As already mentioned, I decided to only use one student for this particular study for several reasons. The literature review already shows that beginner language students had not previously been involved in corpus-based studies. In my view, it would present too great a risk if several students were included in the very first experiment of this kind. As with other new technologies before it, such as the language laboratory, a step-by-step introduction is probably most effective. As Flowerdew puts it:

There is a danger of the enthusiasm for concordancing being inflated to such an extent that concordancing is seen as a sort of language teaching panacea. (1996, p. 112)

Therefore, carefully conducted evaluative studies will ensure that such an inflated view will not prevail. A study carried out on a small scale such as this, will be able to offer proper guidance to large-scale studies using concordance tools.

Furthermore, in a beginners' class, where the students are generally less confident than in an immediate or advanced class, it is usually more difficult to encourage and motivate them to take part in a project. A project involving new technologies would present in my judgement an even heavier threat to the students. Just as Stevens (1995, p. 2) divides language teachers into three groups, namely those who have never heard of concordances, those who have not yet taken them seriously, and those who actively use them, students could be divided into the same groups with beginner students most likely falling into the first group. Therefore, caution needs to be exercised when starting a project involving relatively new technology. I therefore decided to introduce only one new variable at a time, starting in this study with a beginner with a background in linguistics. I then propose to introduce a second variable (a beginner with no linguistic background, e.g., a student majoring in science) in a future experiment.
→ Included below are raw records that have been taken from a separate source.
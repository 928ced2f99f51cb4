//! User-triggered operations on the controller link.
//!
//! Each command is a thin encode-and-send. Every operation requires
//! an open link; otherwise the command is dropped silently with a
//! debug log. The presentation layer is responsible for disabling
//! controls; the engine only guarantees it will not crash or corrupt
//! state.

use crate::auth::AuthGate;
use crate::config::Config;
use crate::connection::Outbound;
use crate::prefs::{self, KeyValueStore};
use crate::proto::{PageMessage, Request};

use std::sync::Arc;

/// Clonable command facade bound to one [`ConnectionManager`].
///
/// [`ConnectionManager`]: crate::connection::ConnectionManager
#[derive(Clone)]
pub struct Commands {
    outbound: Outbound,
    auth: Arc<AuthGate>,
    store: Arc<dyn KeyValueStore>,
}

impl Commands {
    pub(crate) fn new(
        outbound: Outbound,
        auth: Arc<AuthGate>,
        store: Arc<dyn KeyValueStore>,
    ) -> Self {
        Self {
            outbound,
            auth,
            store,
        }
    }

    /// Submit a page with default protocol fields. The free-text
    /// address coerces to RIC 0 on non-numeric input and is
    /// remembered for the next session.
    pub async fn send_message(&self, addr: &str, text: &str) {
        self.store.set(prefs::ADDRESS_KEY, addr.trim());
        self.send_page(PageMessage::new(addr, text)).await;
    }

    /// Submit a fully specified page.
    pub async fn send_page(&self, message: PageMessage) {
        self.outbound.send(Request::SendMessage(message)).await;
    }

    /// Push a config document to the controller. `None` is a no-op.
    pub async fn save_config(&self, config: Option<Config>) {
        if let Some(config) = config {
            self.outbound.send(Request::SetConfig(config)).await;
        }
    }

    /// Ask the controller to reset its config to defaults.
    pub async fn reset_config(&self) {
        self.outbound.send(Request::DefaultConfig).await;
    }

    /// Trigger the controller's transmitter self-test.
    pub async fn run_test(&self) {
        self.outbound.send(Request::Test).await;
    }

    /// Ask the controller for its status snapshot. Answered with a
    /// `Status` envelope by the minimal legacy controller variant;
    /// stateful controllers report through `Telemetry` instead.
    pub async fn refresh_status(&self) {
        self.outbound.send(Request::GetStatus).await;
    }

    pub async fn restart(&self) {
        self.outbound.send(Request::Restart).await;
    }

    pub async fn shutdown(&self) {
        self.outbound.send(Request::Shutdown).await;
    }

    /// Re-offer a credential. On acceptance the auth gate persists it
    /// and issues the bootstrap queries.
    pub async fn authenticate(&self, credential: &str) {
        self.auth.offer(credential.to_owned(), &self.outbound).await;
    }

    /// Remembered page address for form prefill, defaulting to 0.
    pub fn remembered_address(&self) -> u32 {
        prefs::remembered_address(self.store.as_ref())
    }
}
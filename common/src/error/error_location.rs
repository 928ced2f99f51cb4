use serde::Serialize;
use std::fmt::{Display, Formatter, Result as FormatResult};
use std::panic::Location as PanicLocation;

/// Source location captured at an error's construction site.
#[derive(Debug, Clone, Copy, Serialize)]
pub struct ErrorLocation {
    pub file: &'static str,
    pub line: u32,
    pub column: u32,
}

impl ErrorLocation {
    /// Capture the location of the calling code.
    #[track_caller]
    pub fn caller() -> Self {
        Self::from(PanicLocation::caller())
    }
}

impl From<&'static PanicLocation<'static>> for ErrorLocation {
    fn from(location: &'static PanicLocation<'static>) -> Self {
        Self {
            file: location.file(),
            line: location.line(),
            column: location.column(),
        }
    }
}

impl Display for ErrorLocation {
    fn fmt(&self, formatter: &mut Formatter<'_>) -> FormatResult {
        write!(formatter, "[{}:{}:{}]", self.file, self.line, self.column)
    }
}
Out of all non-specialist language learners I teach, I considered a student with his main subject in linguistics to be most appropriate in this instance, rather than a student majoring, for example, in science. It is generally agreed that in a beginner class, one of the teacher's tasks is to maintain the students' interest in the language concerned. A project of this kind could prove counter-productive and possibly discourage non-linguists. The student observed in this study had just finished his first year at university studying linguistics with German as a subsidiary subject. At the beginning of the project, he had already completed one year of German at university (3 hours a week) and his level of German was approximately equivalent to basic GCSE level. However, it has to be stressed that this level is achieved within 1 year of intensive study at university in comparison to an average of 4 years at school. It is also important to mention that the student, unlike many other so-called "false beginners," had no knowledge of German before studying the language at university. The student was one of the best students in his year and fond of grammar. However, there were still doubts about whether his level of German would be good enough to cope with some of the questions set. In particular, the language was thought to be too difficult as it was at a level to which only more advanced learners are exposed. Consultation with the student revealed that he actually regarded the project as a challenge.
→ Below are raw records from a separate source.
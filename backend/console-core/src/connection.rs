//! Controller link lifecycle.
//!
//! One driver task owns the transport and the reconnect delay, so "at
//! most one socket, at most one pending reconnect" holds by
//! construction: starting or stopping the manager aborts the driver,
//! which takes any pending delay with it. Inbound envelopes are
//! dispatched through an exhaustive match, so adding a variant to
//! [`Response`] will not compile until it is routed here.

use crate::auth::AuthGate;
use crate::commands::Commands;
use crate::error::connection::ConnectionError;
use crate::prefs::KeyValueStore;
use crate::proto::{self, Request, Response, TelemetryPatch};
use crate::store::{LogLevel, SessionState, SharedState};
use crate::{DEFAULT_CONTROLLER_HOST, DEFAULT_CONTROLLER_PORT};

use common::ErrorLocation;

use std::sync::Arc;
use std::time::Duration;

use futures_util::stream::SplitSink;
use futures_util::{SinkExt, StreamExt};
use log::{debug, info, warn};
use tokio::net::TcpStream;
use tokio::sync::{Mutex, mpsc};
use tokio::task::JoinHandle;
use tokio_tungstenite::tungstenite::Message;
use tokio_tungstenite::{MaybeTlsStream, WebSocketStream, connect_async};
use url::Url;

/// Delay between reconnect attempts. Tunable via [`Settings`].
pub const RECONNECT_DELAY: Duration = Duration::from_millis(1000);

type Transport = WebSocketStream<MaybeTlsStream<TcpStream>>;

/// Lifecycle of the controller link.
#[derive(Debug, Clone, Copy, PartialEq, Eq, Default)]
pub enum LinkState {
    #[default]
    Disconnected,
    Connecting,
    Open,
    Closed,
}

/// Connection settings for the controller endpoint.
#[derive(Debug, Clone)]
pub struct Settings {
    pub host: String,
    pub port: u16,
    pub reconnect_delay: Duration,
}

impl Default for Settings {
    fn default() -> Self {
        Self {
            host: DEFAULT_CONTROLLER_HOST.to_owned(),
            port: DEFAULT_CONTROLLER_PORT,
            reconnect_delay: RECONNECT_DELAY,
        }
    }
}

impl Settings {
    /// Validated `ws://` endpoint for this host/port pair.
    pub fn endpoint(&self) -> Result<String, ConnectionError> {
        let raw = format!("ws://{}:{}", self.host, self.port);
        Url::parse(&raw).map_err(|e| ConnectionError::InvalidEndpoint {
            message: format!("{raw}: {e}"),
            location: ErrorLocation::caller(),
        })?;
        Ok(raw)
    }
}

/// Handle to the writer task of the currently open transport, if any.
///
/// Commands issued while the link is not open are dropped here with a
/// debug log. They are never buffered and never an error.
#[derive(Clone, Default)]
pub(crate) struct Outbound {
    tx: Arc<Mutex<Option<mpsc::UnboundedSender<Request>>>>,
}

impl Outbound {
    pub(crate) async fn send(&self, request: Request) -> bool {
        let tag = request.tag();
        let guard = self.tx.lock().await;
        match guard.as_ref() {
            Some(tx) => {
                if tx.send(request).is_ok() {
                    true
                } else {
                    debug!("Link closing, dropped {tag}");
                    false
                }
            }
            None => {
                debug!("Link not open, dropped {tag}");
                false
            }
        }
    }

    async fn install(&self, tx: mpsc::UnboundedSender<Request>) {
        *self.tx.lock().await = Some(tx);
    }

    async fn clear(&self) {
        *self.tx.lock().await = None;
    }
}

/// Owns the controller link: one transport, one reconnect timer.
///
/// Cheap to clone; all clones drive the same link. The preference
/// store and settings come from the caller; there is no ambient
/// global connection.
#[derive(Clone)]
pub struct ConnectionManager {
    settings: Settings,
    state: SharedState,
    auth: Arc<AuthGate>,
    store: Arc<dyn KeyValueStore>,
    outbound: Outbound,
    driver: Arc<Mutex<Option<JoinHandle<()>>>>,
}

impl ConnectionManager {
    pub fn new(settings: Settings, store: Arc<dyn KeyValueStore>) -> Self {
        Self {
            settings,
            state: SessionState::shared(),
            auth: Arc::new(AuthGate::new(store.clone())),
            store,
            outbound: Outbound::default(),
            driver: Arc::new(Mutex::new(None)),
        }
    }

    /// Read handle for the presentation layer.
    pub fn state(&self) -> SharedState {
        self.state.clone()
    }

    /// Command facade bound to this link.
    pub fn commands(&self) -> Commands {
        Commands::new(self.outbound.clone(), self.auth.clone(), self.store.clone())
    }

    /// Start driving the link. Any previous driver (and its pending
    /// reconnect delay) is invalidated first.
    pub async fn start(&self) -> Result<(), ConnectionError> {
        let endpoint = self.settings.endpoint()?;

        let mut driver = self.driver.lock().await;
        if let Some(previous) = driver.take() {
            previous.abort();
        }
        self.outbound.clear().await;

        let delay = self.settings.reconnect_delay;
        let state = self.state.clone();
        let auth = self.auth.clone();
        let outbound = self.outbound.clone();
        *driver = Some(tokio::spawn(run_link(endpoint, delay, state, auth, outbound)));

        Ok(())
    }

    /// Tear the link down and suppress auto-reconnect.
    pub async fn stop(&self) {
        let mut driver = self.driver.lock().await;
        if let Some(handle) = driver.take() {
            handle.abort();
        }
        self.outbound.clear().await;
        self.state.write().await.set_link(LinkState::Disconnected);
        info!("Controller link stopped");
    }
}

/// The driver task: connect, pump, wait, repeat.
async fn run_link(
    endpoint: String,
    reconnect_delay: Duration,
    state: SharedState,
    auth: Arc<AuthGate>,
    outbound: Outbound,
) {
    loop {
        state.write().await.set_link(LinkState::Connecting);

        match connect_async(endpoint.as_str()).await {
            Ok((transport, _)) => {
                info!("Connected to controller at {endpoint}");
                drive_transport(transport, &state, &auth, &outbound).await;
            }
            Err(e) => {
                state.write().await.set_link(LinkState::Closed);
                warn!("Failed to reach controller at {endpoint}: {e}");
            }
        }

        tokio::time::sleep(reconnect_delay).await;
    }
}

/// Pump one open transport until it closes.
async fn drive_transport(
    transport: Transport,
    state: &SharedState,
    auth: &Arc<AuthGate>,
    outbound: &Outbound,
) {
    let (sink, mut stream) = transport.split();
    let (tx, rx) = mpsc::unbounded_channel();
    outbound.install(tx).await;

    {
        let mut session = state.write().await;
        session.set_link(LinkState::Open);
        session.push_log(LogLevel::Info, "Connected to the controller");
    }

    let writer = tokio::spawn(run_writer(rx, sink));

    auth.on_open(outbound).await;

    while let Some(frame) = stream.next().await {
        match frame {
            Ok(Message::Text(text)) => dispatch(text.as_str(), state, auth, outbound).await,
            Ok(Message::Close(_)) => break,
            // Binary/ping/pong are not part of the envelope protocol.
            Ok(_) => {}
            Err(e) => {
                warn!("Transport error: {e}");
                break;
            }
        }
    }

    outbound.clear().await;
    writer.abort();

    let mut session = state.write().await;
    session.set_link(LinkState::Closed);
    session.set_authenticated(false);
    session.clear_telemetry();
    session.push_log(LogLevel::Warn, "Disconnected from the controller");
    warn!("Controller link closed");
}

/// Forward queued requests onto the wire.
async fn run_writer(
    mut rx: mpsc::UnboundedReceiver<Request>,
    mut sink: SplitSink<Transport, Message>,
) {
    while let Some(request) = rx.recv().await {
        let text = match proto::encode(&request) {
            Ok(text) => text,
            Err(e) => {
                warn!("{e}");
                continue;
            }
        };

        if let Err(e) = sink.send(Message::Text(text.into())).await {
            debug!("Controller sink closed, dropped {}: {e}", request.tag());
            break;
        }
    }
}

/// Decode one inbound frame and route it to the store or the auth
/// gate. Codec failures are diagnostics on the log path, never fatal.
async fn dispatch(text: &str, state: &SharedState, auth: &Arc<AuthGate>, outbound: &Outbound) {
    let response = match proto::decode(text) {
        Ok(response) => response,
        Err(e) => {
            warn!("{e}");
            return;
        }
    };

    match response {
        Response::Log(rank, line) => {
            state.write().await.push_log(LogLevel::from_rank(rank), line)
        }
        Response::Version(version) => state.write().await.set_version(version),
        Response::Config(config) => state.write().await.set_config(config),
        Response::Telemetry(snapshot) => state.write().await.replace_telemetry(snapshot),
        Response::TelemetryUpdate(value) => match TelemetryPatch::from_value(value) {
            Ok(patch) => state.write().await.merge_telemetry(patch),
            Err(e) => warn!("{e}"),
        },
        Response::Timeslot(slot) => state.write().await.set_timeslot(slot),
        Response::Authenticated(accepted) => {
            auth.on_authenticated(accepted, state, outbound).await
        }
        Response::Message(message) => state.write().await.push_message(message),
        Response::Status(status) => state.write().await.set_status(status),
    }
}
The parallel corpus and the parallel concordancer were the learner's only resource. In the process of answering his set of questions, he was able to teach himself how to use the concordancer without using a manual and went on to describe the program as very user-friendly.

Student Tasks

Since the reference works most often used by undergraduate students of foreign languages seem to be dictionaries, one of the student's first tasks consisted of word or phrase searching. In this instance, he had to enter the word/phrase he wanted to examine. The software would then browse through the corpus of texts and look for the wanted expression in the search language while the correspondence would be shown in the target language parallel to the search language. Unlike KWIC (Key Word In Context) concordancers, which show the search word centralised in a single line of text, the format for the parallel display is the sentence and paragraph, with the results of each search being given as parallel sentences or paragraphs. This is mainly because, although the context word is known in the search language, there is no way of knowing where in the target language paragraph the relevant correspondence word will appear or, indeed, if it appears at all. There is even the possibility that the required word or words may appear in a preceding or following sentence, rather than the equivalent single sentence of the search language. In this pilot study, the emphasis is on the behaviour of words in context in both German and English.
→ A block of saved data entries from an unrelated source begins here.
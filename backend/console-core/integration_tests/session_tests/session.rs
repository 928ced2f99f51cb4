use crate::session_tests::helpers::{
    MockController, eventually, test_manager,
};

use console_core::LinkState;
use console_core::config::Config;
use console_core::prefs::{ADDRESS_KEY, CREDENTIAL_KEY, KeyValueStore};
use console_core::proto::{PageMessage, Request, Response};

use std::time::Duration;

use serde_json::{Value, json};

/// **VALUE**: Verifies the auth gate sequencing: `Authenticate` is
/// the first message on a fresh link and no bootstrap query leaves
/// the console before the controller accepts.
///
/// **WHY THIS MATTERS**: The controller answers nothing but
/// `Authenticated` until a credential is accepted; a query sent early
/// is silently eaten and the console would render an empty session.
///
/// **BUG THIS CATCHES**: Bootstrap queries fired from the open
/// handler instead of the auth verdict handler.
#[tokio::test]
async fn given_fresh_link_when_connected_then_auth_precedes_bootstrap() {
    let mock = MockController::bind(18061).await;
    let (manager, _prefs) = test_manager(18061);
    manager.start().await.expect("start");

    let mut link = mock.accept().await;

    // First message must be Authenticate, with the empty default
    // credential (nothing persisted yet).
    match link.next_request().await {
        Request::Authenticate(credential) => assert_eq!(credential, ""),
        other => panic!("Expected Authenticate first, got {}", other.tag()),
    }

    // Nothing else until the verdict.
    assert!(
        link.try_next_request(Duration::from_millis(300)).await.is_none(),
        "No query may be sent before Authenticated(true)"
    );

    link.send(&Response::Authenticated(true)).await;

    let queries = link.drain_bootstrap().await;
    assert_eq!(
        queries,
        vec![
            Request::GetVersion,
            Request::GetConfig,
            Request::GetTelemetry,
            Request::GetTimeslot,
        ]
    );

    manager.stop().await;
}

/// **VALUE**: Verifies inbound envelopes land in the store: version,
/// timeslot, logs, message echoes, status. Malformed or unknown
/// frames in between must be absorbed without killing the link.
///
/// **WHY THIS MATTERS**: The presentation layer renders only what the
/// store holds; this is the full inbound routing path over a real
/// socket. Resilience matters because controller firmware evolves
/// independently of the console.
#[tokio::test]
async fn given_open_session_when_envelopes_arrive_then_store_synchronized() {
    let mock = MockController::bind(18062).await;
    let (manager, _prefs) = test_manager(18062);
    manager.start().await.expect("start");

    let mut link = mock.accept().await;
    link.accept_auth().await;
    link.drain_bootstrap().await;

    let state = manager.state();
    eventually("authenticated flag", || {
        let state = state.clone();
        async move {
            let session = state.read().await;
            session.is_authenticated() && session.link() == LinkState::Open
        }
    })
    .await;

    // Hostile input first: neither frame may disturb the session.
    link.send_raw("this is not an envelope").await;
    link.send_raw(r#"{"Wobble": {"x": 1}}"#).await;

    link.send(&Response::Version(String::from("1.2.3"))).await;
    link.send(&Response::Timeslot(5)).await;
    link.send(&Response::Log(2, String::from("antenna mismatch"))).await;
    link.send(&Response::Message(PageMessage::new("200", "echo"))).await;
    link.send(&Response::Status(json!({"connected": true}))).await;

    eventually("store synchronization", || {
        let state = state.clone();
        async move {
            let session = state.read().await;
            session.version() == Some("1.2.3")
                && session.timeslot() == Some(5)
                && session.status() == Some(&json!({"connected": true}))
                && session.logs().iter().any(|r| r.text == "antenna mismatch")
                && session.messages().front().map(|m| m.ric) == Some(200)
        }
    })
    .await;

    manager.stop().await;
}

/// **VALUE**: Verifies the two telemetry update modes over the wire:
/// a full snapshot replaces wholesale, partial updates (both payload
/// shapes) replace only the listed top-level keys.
#[tokio::test]
async fn given_snapshot_then_patches_when_applied_then_merged_state() {
    let mock = MockController::bind(18063).await;
    let (manager, _prefs) = test_manager(18063);
    manager.start().await.expect("start");

    let mut link = mock.accept().await;
    link.accept_auth().await;
    link.drain_bootstrap().await;

    link.send_raw(r#"{"Telemetry": {"node": {}, "config": {}}}"#).await;
    link.send_raw(r#"{"TelemetryUpdate": {"node": {"temp": 42}}}"#).await;
    // Legacy single-pair shape.
    link.send_raw(r#"{"TelemetryUpdate": ["onair", true]}"#).await;

    let state = manager.state();
    eventually("telemetry merge", || {
        let state = state.clone();
        async move {
            let session = state.read().await;
            Value::Object(session.telemetry().clone())
                == json!({"node": {"temp": 42}, "config": {}, "onair": true})
        }
    })
    .await;

    manager.stop().await;
}

/// **VALUE**: Verifies loss handling end to end: telemetry and the
/// auth flag reset, version/config/history survive, a synthetic
/// disconnect entry lands in the log ring, and exactly one reconnect
/// attempt follows, re-authenticating from scratch.
///
/// **BUG THIS CATCHES**: Duplicate reconnect timers (two connections
/// after one drop), state wiped too broadly, or a reconnect that
/// skips the auth gate.
#[tokio::test]
async fn given_controller_drop_when_link_closes_then_reset_and_single_reconnect() {
    let mock = MockController::bind(18064).await;
    let (manager, _prefs) = test_manager(18064);
    manager.start().await.expect("start");

    let mut link = mock.accept().await;
    link.accept_auth().await;
    link.drain_bootstrap().await;
    link.send(&Response::Version(String::from("2.0.0"))).await;
    link.send(&Response::Config(Config::default())).await;
    link.send_raw(r#"{"Telemetry": {"node": {"connected": true}}}"#).await;

    let state = manager.state();
    eventually("telemetry populated", || {
        let state = state.clone();
        async move { !state.read().await.telemetry().is_empty() }
    })
    .await;

    link.close().await;

    eventually("post-close state", || {
        let state = state.clone();
        async move {
            let session = state.read().await;
            session.telemetry().is_empty()
                && !session.is_authenticated()
                && session.version() == Some("2.0.0")
                && session.config().is_some()
                && session
                    .logs()
                    .iter()
                    .any(|r| r.text == "Disconnected from the controller")
        }
    })
    .await;

    // Exactly one reconnect, and it re-authenticates.
    let mut second = mock.accept().await;
    match second.next_request().await {
        Request::Authenticate(_) => {}
        other => panic!("Expected re-auth on reconnect, got {}", other.tag()),
    }
    assert!(
        mock.try_accept(Duration::from_millis(200)).await.is_none(),
        "Only one reconnect attempt may be pending"
    );

    manager.stop().await;
}

/// **VALUE**: Verifies credential rejection: the stored credential is
/// offered, cleared on rejection, and no bootstrap query follows.
#[tokio::test]
async fn given_rejected_credentials_when_answered_then_cleared_and_quiet() {
    let mock = MockController::bind(18065).await;
    let (manager, prefs) = test_manager(18065);
    prefs.set(CREDENTIAL_KEY, "hunter2");
    manager.start().await.expect("start");

    let mut link = mock.accept().await;
    match link.next_request().await {
        Request::Authenticate(credential) => assert_eq!(credential, "hunter2"),
        other => panic!("Expected Authenticate, got {}", other.tag()),
    }

    link.send(&Response::Authenticated(false)).await;

    eventually("credential cleared", || {
        let prefs = prefs.clone();
        let state = manager.state();
        async move {
            prefs.get(CREDENTIAL_KEY).is_none() && !state.read().await.is_authenticated()
        }
    })
    .await;

    assert!(
        link.try_next_request(Duration::from_millis(300)).await.is_none(),
        "A rejected session must not issue bootstrap queries"
    );

    manager.stop().await;
}

/// **VALUE**: Verifies the command facade end to end: each operation
/// produces its envelope, the page address coerces to 0 on
/// non-numeric input, the raw address is remembered, and a credential
/// accepted after `authenticate()` is persisted.
#[tokio::test]
async fn given_open_session_when_commands_issued_then_envelopes_on_wire() {
    let mock = MockController::bind(18066).await;
    let (manager, prefs) = test_manager(18066);
    manager.start().await.expect("start");

    let mut link = mock.accept().await;
    link.accept_auth().await;
    link.drain_bootstrap().await;

    let commands = manager.commands();

    commands.send_message("abc", "hello world").await;
    match link.next_request().await {
        Request::SendMessage(message) => {
            assert_eq!(message.ric, 0, "non-numeric address must coerce to 0");
            assert_eq!(message.data, "hello world");
        }
        other => panic!("Expected SendMessage, got {}", other.tag()),
    }
    assert_eq!(prefs.get(ADDRESS_KEY), Some(String::from("abc")));
    assert_eq!(commands.remembered_address(), 0);

    commands.save_config(None).await; // no-op
    commands.save_config(Some(Config::default())).await;
    commands.reset_config().await;
    commands.run_test().await;
    commands.refresh_status().await;
    commands.restart().await;
    commands.shutdown().await;

    assert_eq!(
        link.next_request().await,
        Request::SetConfig(Config::default())
    );
    assert_eq!(link.next_request().await, Request::DefaultConfig);
    assert_eq!(link.next_request().await, Request::Test);
    assert_eq!(link.next_request().await, Request::GetStatus);
    assert_eq!(link.next_request().await, Request::Restart);
    assert_eq!(link.next_request().await, Request::Shutdown);

    commands.authenticate("secret").await;
    match link.next_request().await {
        Request::Authenticate(credential) => assert_eq!(credential, "secret"),
        other => panic!("Expected Authenticate, got {}", other.tag()),
    }
    link.send(&Response::Authenticated(true)).await;

    eventually("credential persisted", || {
        let prefs = prefs.clone();
        async move { prefs.get(CREDENTIAL_KEY) == Some(String::from("secret")) }
    })
    .await;

    manager.stop().await;
}

/// **VALUE**: Verifies an acceptance always persists the credential
/// most recently offered, even when the verdict crosses the
/// `Authenticate` request in flight.
///
/// **WHY THIS MATTERS**: The offer is recorded before the request is
/// queued; a verdict handled between the two would otherwise persist
/// the stale credential from the previous offer.
#[tokio::test]
async fn given_immediate_verdict_when_reoffered_then_latest_credential_persisted() {
    let mock = MockController::bind(18068).await;
    let (manager, prefs) = test_manager(18068);
    prefs.set(CREDENTIAL_KEY, "stale");
    manager.start().await.expect("start");

    let mut link = mock.accept().await;
    assert_eq!(link.accept_auth().await, "stale");
    link.drain_bootstrap().await;

    // Answer without waiting for the new request to surface.
    manager.commands().authenticate("fresh").await;
    link.send(&Response::Authenticated(true)).await;

    eventually("latest credential persisted", || {
        let prefs = prefs.clone();
        async move { prefs.get(CREDENTIAL_KEY) == Some(String::from("fresh")) }
    })
    .await;

    match link.next_request().await {
        Request::Authenticate(credential) => assert_eq!(credential, "fresh"),
        other => panic!("Expected Authenticate, got {}", other.tag()),
    }

    manager.stop().await;
}

/// **VALUE**: Verifies silent rejection and clean shutdown: commands
/// without an open link are dropped without panicking, and `stop()`
/// suppresses the auto-reconnect for good.
///
/// **BUG THIS CATCHES**: A send on a dead link unwrapping a channel
/// error, or a stop that leaves the reconnect timer armed.
#[tokio::test]
async fn given_stopped_manager_when_commands_issued_then_dropped_and_no_reconnect() {
    let mock = MockController::bind(18067).await;
    let (manager, _prefs) = test_manager(18067);

    // Never started: every command is a silent no-op.
    let commands = manager.commands();
    commands.send_message("1", "dropped").await;
    commands.shutdown().await;

    manager.start().await.expect("start");
    let mut link = mock.accept().await;
    link.accept_auth().await;
    link.drain_bootstrap().await;

    manager.stop().await;

    // After stop: still silent, and nobody reconnects.
    commands.send_message("1", "dropped").await;
    assert!(
        mock.try_accept(Duration::from_millis(300)).await.is_none(),
        "stop() must cancel the reconnect loop"
    );
    assert_eq!(manager.state().read().await.link(), LinkState::Disconnected);
}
The student had 17 tasks to choose from. If one question/search produced too many hits he went on to the next task, which again proves that too large a corpus would not be appropriate for a non-advanced learner (see Aston, 1997b, p. 61). From the hits of the other tasks, he also only selected sentences he could easily understand. Considering the learner's degree of proficiency, the level of the corpus as a whole was probably too demanding for him, but he correctly employed a strategy of finding his own level in the corpora by searching for shorter sentences. The examples in this paper show this.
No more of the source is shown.